Sports teams, from youth leagues to the professional level, are becoming increasingly aware of the long-term health risks of concussions and are doing something about the problem.
Star players have been lost for long periods of time, and professional sports leagues are adopting new rules and procedures to treat and prevent concussions. The concern has trickled down to the high school level as well, and Haverhill athletic officials are currently drafting a new policy on how to deal with concussions.
The Massachusetts Department of Public Health has required that all MIAA schools have an expanded policy in place by March 1 that will cover how to properly handle concussions suffered by student athletes. Haverhill Athletic Director Tom O'Brien is in the process of creating a detailed policy that will be presented during an upcoming School Committee meeting.
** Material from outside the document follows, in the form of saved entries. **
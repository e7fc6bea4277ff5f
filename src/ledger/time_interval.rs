use std::fmt;

use chrono::{Datelike, Duration, NaiveDate};
use serde::{Deserialize, Serialize};

/// A single calendar month, addressed with a 1-based month number.
#[derive(Debug, Clone, Copy, PartialEq, Eq, Hash, PartialOrd, Ord, Serialize, Deserialize)]
pub struct MonthWindow {
    year: i32,
    month: u32,
}

impl MonthWindow {
    pub fn new(year: i32, month: u32) -> Option<Self> {
        if (1..=12).contains(&month) && NaiveDate::from_ymd_opt(year, month, 1).is_some() {
            Some(Self { year, month })
        } else {
            None
        }
    }

    /// The month containing `date`.
    pub fn of(date: NaiveDate) -> Self {
        Self {
            year: date.year(),
            month: date.month(),
        }
    }

    /// Parses `YYYY-MM`.
    pub fn parse(input: &str) -> Option<Self> {
        let (year, month) = input.trim().split_once('-')?;
        let year = year.parse::<i32>().ok()?;
        let month = month.parse::<u32>().ok()?;
        Self::new(year, month)
    }

    pub fn year(&self) -> i32 {
        self.year
    }

    pub fn month(&self) -> u32 {
        self.month
    }

    /// Months elapsed since year 0, usable for signed month differences.
    pub fn index(&self) -> i64 {
        self.year as i64 * 12 + (self.month as i64 - 1)
    }

    pub fn start(&self) -> NaiveDate {
        first_of_month(self.year, self.month)
    }

    pub fn end(&self) -> NaiveDate {
        self.start() + Duration::days(self.len_days() as i64 - 1)
    }

    pub fn len_days(&self) -> u32 {
        days_in_month(self.year, self.month)
    }

    pub fn contains(&self, date: NaiveDate) -> bool {
        date.year() == self.year && date.month() == self.month
    }

    /// The date in this month carrying `day`, clamped to the last day of the month.
    pub fn clamped_day(&self, day: u32) -> NaiveDate {
        let day = day.clamp(1, self.len_days());
        self.start() + Duration::days(day as i64 - 1)
    }

    pub fn next(&self) -> Self {
        if self.month == 12 {
            Self {
                year: self.year + 1,
                month: 1,
            }
        } else {
            Self {
                year: self.year,
                month: self.month + 1,
            }
        }
    }

    pub fn previous(&self) -> Self {
        if self.month == 1 {
            Self {
                year: self.year - 1,
                month: 12,
            }
        } else {
            Self {
                year: self.year,
                month: self.month - 1,
            }
        }
    }
}

impl fmt::Display for MonthWindow {
    fn fmt(&self, f: &mut fmt::Formatter<'_>) -> fmt::Result {
        write!(f, "{:04}-{:02}", self.year, self.month)
    }
}

/// Signed number of months from `from` to `to`.
pub fn month_difference(from: MonthWindow, to: MonthWindow) -> i64 {
    to.index() - from.index()
}

pub fn days_in_month(year: i32, month: u32) -> u32 {
    let (next_year, next_month) = if month == 12 {
        (year + 1, 1)
    } else {
        (year, month + 1)
    };
    match NaiveDate::from_ymd_opt(next_year, next_month, 1) {
        Some(first_next) => (first_next - Duration::days(1)).day(),
        None => 31,
    }
}

fn first_of_month(year: i32, month: u32) -> NaiveDate {
    NaiveDate::from_ymd_opt(year, month, 1).unwrap_or(NaiveDate::MIN)
}

#[cfg(test)]
mod tests {
    use super::*;

    fn date(y: i32, m: u32, d: u32) -> NaiveDate {
        NaiveDate::from_ymd_opt(y, m, d).unwrap()
    }

    #[test]
    fn rejects_out_of_range_months() {
        assert!(MonthWindow::new(2024, 0).is_none());
        assert!(MonthWindow::new(2024, 13).is_none());
        assert!(MonthWindow::new(2024, 12).is_some());
    }

    #[test]
    fn clamps_day_to_month_length() {
        let feb_leap = MonthWindow::new(2024, 2).unwrap();
        let feb = MonthWindow::new(2023, 2).unwrap();
        assert_eq!(feb_leap.clamped_day(31), date(2024, 2, 29));
        assert_eq!(feb.clamped_day(31), date(2023, 2, 28));
        assert_eq!(MonthWindow::new(2024, 4).unwrap().clamped_day(31), date(2024, 4, 30));
    }

    #[test]
    fn month_difference_is_signed_across_years() {
        let nov = MonthWindow::new(2023, 11).unwrap();
        let jan = MonthWindow::new(2022, 1).unwrap();
        assert_eq!(month_difference(nov, jan), -22);
        assert_eq!(month_difference(jan, nov), 22);
    }

    #[test]
    fn parse_and_display_agree() {
        let window = MonthWindow::parse("2024-03").unwrap();
        assert_eq!(window.to_string(), "2024-03");
        assert_eq!(window.end(), date(2024, 3, 31));
        assert!(MonthWindow::parse("2024-3x").is_none());
    }

    #[test]
    fn next_and_previous_wrap_years() {
        let dec = MonthWindow::new(2023, 12).unwrap();
        assert_eq!(dec.next(), MonthWindow::new(2024, 1).unwrap());
        assert_eq!(dec.next().previous(), dec);
    }
}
"Ninety percent of the plan we have had in place for a long time," said O'Brien.
Changes to the policy include procedures to test players who have suffered suspected concussions before they are allowed back onto the field. Before every season, players in designated "contact" sports must undergo an ImPACT test done by Northeast Rehab. ImPACT is an acronym for Immediate Post-Concussion Assessment and Cognitive Testing.
Northeast Rehab has a contract with Haverhill athletics to provide athletic training services to several sports teams. ImPACT is a computer-based test that provides a baseline of the athlete's current health and mental acuity.
When a player is diagnosed with "concussion-like symptoms" by a trainer, the player is immediately removed from the game and not allowed to return. The player must see a physician after 72 hours of rest. The physician must clear the athlete and the athlete must then undergo ImPACT testing again. If the results of the ImPACT test vary greatly from the baseline test, the athlete must continue to sit out.